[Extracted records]
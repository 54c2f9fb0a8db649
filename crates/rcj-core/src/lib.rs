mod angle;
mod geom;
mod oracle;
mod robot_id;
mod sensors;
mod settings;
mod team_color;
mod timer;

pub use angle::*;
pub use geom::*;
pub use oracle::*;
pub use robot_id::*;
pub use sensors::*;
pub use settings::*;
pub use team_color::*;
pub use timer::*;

INSTRUCTIONS TO FOLLOW: Each line of the data must be set down again as it is.

EXERCISE ANSWER:
repository 54c2f9fb0a8db649
filename crates/rcj-core/src/lib.rs
mod angle;
mod geom;
mod oracle;
mod robot_id;
mod sensors;
mod settings;
mod team_color;
mod timer;

pub use angle::*;
pub use geom::*;
pub use oracle::*;
pub use robot_id::*;
pub use sensors::*;
pub use settings::*;
pub use team_color::*;
pub use timer::*;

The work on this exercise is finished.